Unable to visualize embedding distances

shay1309 · December 28, 2020, 2:13pm

I’m using the out of the box fast ai collab learner

learn = collab_learner(dls, n_factors=50, y_range=(0, 5.5)) .

When I try to visualize the embedding distance:
g = ratings.groupby('title')['rating'].count()

top_movies = g.sort_values(ascending=False).index.values[:1000]

top_idxs = tensor([learn.dls.classes['title'].o2i[m] for m in top_movies])

movie_w = learn.model.i_weight[top_idxs].cpu().detach()

movie_pca = movie_w.pca(3)

fac0,fac1,fac2 = movie_pca.t()

idxs = list(range(50))

X = fac0[idxs]

Y = fac2[idxs]

plt.figure(figsize=(12,12))

plt.scatter(X, Y)

for i, x, y in zip(top_movies[idxs], X, Y):

plt.text(x,y,i, color=np.random.rand(3)*0.7, fontsize=11)

plt.show()

and I am faced with the issue as shown in the picture …

I changed the original code that was given to be able to support the model version (original code) :
g = ratings.groupby(‘title’)[‘rating’].count()
top_movies = g.sort_values(ascending=False).index.values[:1000]
top_idxs = tensor([learn.dls.classes[‘title’].o2i[m] for m in top_movies])
movie_w = learn.model.movie_factors[top_idxs].cpu().detach()
movie_pca = movie_w.pca(3)
fac0,fac1,fac2 = movie_pca.t()
idxs = list(range(50))
X = fac0[idxs]
Y = fac2[idxs]
plt.figure(figsize=(12,12))
plt.scatter(X, Y)
for i, x, y in zip(top_movies[idxs], X, Y):
plt.text(x,y,i, color=np.random.rand(3)*0.7, fontsize=11)
plt.show()

wdsandall · June 20, 2024, 10:49pm

I had the same issue when trying to produce the PCA Matrix but for the fastai.collab model rather than the “create your own” DotProductBias based module.

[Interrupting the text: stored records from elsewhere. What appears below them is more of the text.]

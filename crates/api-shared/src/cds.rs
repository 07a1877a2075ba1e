//! CDS Hooks 1.0 wire types.
//!
//! Only the parts of the envelope this service reads or writes are modelled. Unknown request
//! fields are ignored, so newer CDS clients keep working.

use std::collections::HashMap;

use serde::{Deserialize, Serialize};
use utoipa::ToSchema;
use uuid::Uuid;

use crate::auth::FhirAuthorization;

// ============================================================================
// Discovery
// ============================================================================

/// Response of `GET /cds-services`.
#[derive(Clone, Debug, PartialEq, Eq, Serialize, Deserialize, ToSchema)]
pub struct DiscoveryRes {
    pub services: Vec<ServiceDescriptor>,
}

/// One CDS service advertised by the discovery endpoint.
#[derive(Clone, Debug, PartialEq, Eq, Serialize, Deserialize, ToSchema)]
pub struct ServiceDescriptor {
    /// Hook that triggers the service, e.g. `patient-view`.
    pub hook: String,
    pub title: String,
    pub description: String,
    /// Path segment under `/cds-services/`.
    pub id: String,
}

// ============================================================================
// Hook request
// ============================================================================

/// Body of a CDS service call.
#[derive(Clone, Debug, PartialEq, Serialize, Deserialize, ToSchema)]
#[serde(rename_all = "camelCase")]
pub struct HookRequest {
    pub hook: String,
    pub hook_instance: String,
    /// Base URL of the CDS client's FHIR server.
    #[serde(default, skip_serializing_if = "Option::is_none")]
    pub fhir_server: Option<String>,
    #[serde(default, skip_serializing_if = "Option::is_none")]
    pub fhir_authorization: Option<FhirAuthorization>,
    #[serde(default)]
    pub context: HookContext,
    #[serde(default, skip_serializing_if = "Option::is_none")]
    #[schema(value_type = Option<Object>)]
    pub prefetch: Option<HashMap<String, serde_json::Value>>,
}

impl HookRequest {
    /// Non-blank patient id from the hook context.
    pub fn patient_id(&self) -> Option<&str> {
        self.context
            .patient_id
            .as_deref()
            .map(str::trim)
            .filter(|id| !id.is_empty())
    }

    /// Non-blank FHIR server base URL.
    pub fn fhir_server(&self) -> Option<&str> {
        self.fhir_server
            .as_deref()
            .map(str::trim)
            .filter(|url| !url.is_empty())
    }

    /// Bearer token granted for the FHIR server, if any.
    pub fn bearer_token(&self) -> Option<&str> {
        self.fhir_authorization
            .as_ref()
            .and_then(FhirAuthorization::bearer_token)
    }
}

/// `context` of a `patient-view` hook.
#[derive(Clone, Debug, Default, PartialEq, Eq, Serialize, Deserialize, ToSchema)]
#[serde(rename_all = "camelCase", default)]
pub struct HookContext {
    #[serde(skip_serializing_if = "Option::is_none")]
    pub user_id: Option<String>,
    #[serde(skip_serializing_if = "Option::is_none")]
    pub patient_id: Option<String>,
    #[serde(skip_serializing_if = "Option::is_none")]
    pub encounter_id: Option<String>,
}

// ============================================================================
// Cards
// ============================================================================

/// Response of a CDS service call.
#[derive(Clone, Debug, PartialEq, Eq, Serialize, Deserialize, ToSchema)]
pub struct CardsRes {
    pub cards: Vec<Card>,
}

impl CardsRes {
    /// A response with no cards, for requests the service cannot act on.
    pub fn empty() -> Self {
        Self { cards: Vec::new() }
    }
}

/// Urgency of a card.
#[derive(Clone, Copy, Debug, PartialEq, Eq, Serialize, Deserialize, ToSchema)]
#[serde(rename_all = "lowercase")]
pub enum Indicator {
    Info,
    Warning,
    Critical,
}

/// Provenance of a card.
#[derive(Clone, Debug, PartialEq, Eq, Serialize, Deserialize, ToSchema)]
pub struct CardSource {
    pub label: String,
    #[serde(default, skip_serializing_if = "Option::is_none")]
    pub url: Option<String>,
}

/// A single advisory card.
#[derive(Clone, Debug, PartialEq, Eq, Serialize, Deserialize, ToSchema)]
pub struct Card {
    #[schema(value_type = String)]
    pub uuid: Uuid,
    /// One-line summary, under 140 characters.
    pub summary: String,
    pub indicator: Indicator,
    /// GitHub-flavoured markdown.
    #[serde(default, skip_serializing_if = "Option::is_none")]
    pub detail: Option<String>,
    pub source: CardSource,
}

impl Card {
    /// An informational card with a fresh random id.
    pub fn info(summary: impl Into<String>, detail: impl Into<String>, source: CardSource) -> Self {
        Self {
            uuid: Uuid::new_v4(),
            summary: summary.into(),
            indicator: Indicator::Info,
            detail: Some(detail.into()),
            source,
        }
    }
}

#[cfg(test)]
mod tests {
    use super::*;
    use serde_json::json;

    #[test]
    fn parses_patient_view_request() {
        let body = json!({
            "hook": "patient-view",
            "hookInstance": "d1577c69-dfbe-44ad-ba6d-3e05e953b2ea",
            "fhirServer": "https://fhir.example.org/r4",
            "fhirAuthorization": {
                "access_token": "some-opaque-fhir-access-token",
                "token_type": "Bearer",
                "expires_in": 300,
                "scope": "user/Patient.read user/Observation.read",
                "subject": "cds-service4"
            },
            "context": {
                "userId": "Practitioner/example",
                "patientId": "1288992",
                "encounterId": "89284"
            },
            "prefetch": { "patientToGreet": { "resourceType": "Patient" } }
        });

        let request: HookRequest = serde_json::from_value(body).expect("parse hook request");
        assert_eq!(request.hook, "patient-view");
        assert_eq!(request.patient_id(), Some("1288992"));
        assert_eq!(request.fhir_server(), Some("https://fhir.example.org/r4"));
        assert_eq!(request.bearer_token(), Some("some-opaque-fhir-access-token"));
        assert_eq!(request.context.encounter_id.as_deref(), Some("89284"));
        assert!(request.prefetch.is_some());
    }

    #[test]
    fn minimal_request_has_no_patient_or_server() {
        let body = json!({
            "hook": "patient-view",
            "hookInstance": "abc",
            "fhirServer": "  ",
            "context": { "patientId": "" }
        });
        let request: HookRequest = serde_json::from_value(body).expect("parse hook request");
        assert_eq!(request.patient_id(), None);
        assert_eq!(request.fhir_server(), None);
        assert_eq!(request.bearer_token(), None);
    }

    #[test]
    fn card_serialises_to_cds_shape() {
        let card = Card::info(
            "MELD Score",
            "**Score:** *Not calculated*",
            CardSource {
                label: "OPTN".into(),
                url: Some("https://optn.example".into()),
            },
        );
        let json = serde_json::to_value(CardsRes { cards: vec![card.clone()] }).unwrap();
        assert_eq!(
            json,
            json!({
                "cards": [{
                    "uuid": card.uuid.to_string(),
                    "summary": "MELD Score",
                    "indicator": "info",
                    "detail": "**Score:** *Not calculated*",
                    "source": { "label": "OPTN", "url": "https://optn.example" }
                }]
            })
        );
    }

    #[test]
    fn empty_cards() {
        assert_eq!(
            serde_json::to_value(CardsRes::empty()).unwrap(),
            json!({ "cards": [] })
        );
    }
}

That class has the attribute “movie_factors” which our fastai.collab learn object doesn’t have:

self.movie_factors = create_params([n_movies, n_factors])

I found a clue to the solution a little further down in the Embedding Distance section of the 2022 course (Lecture 8), which shows that our movie_factors is just:

movie_factors = learn.model.i_weight.weight

When I replaced the line that was causing an error with this it worked:

movie_w = learn.model.i_weight.weight[top_idxs].cpu().detach()

(So in OP’s attempted fix, it was just missing the .weight)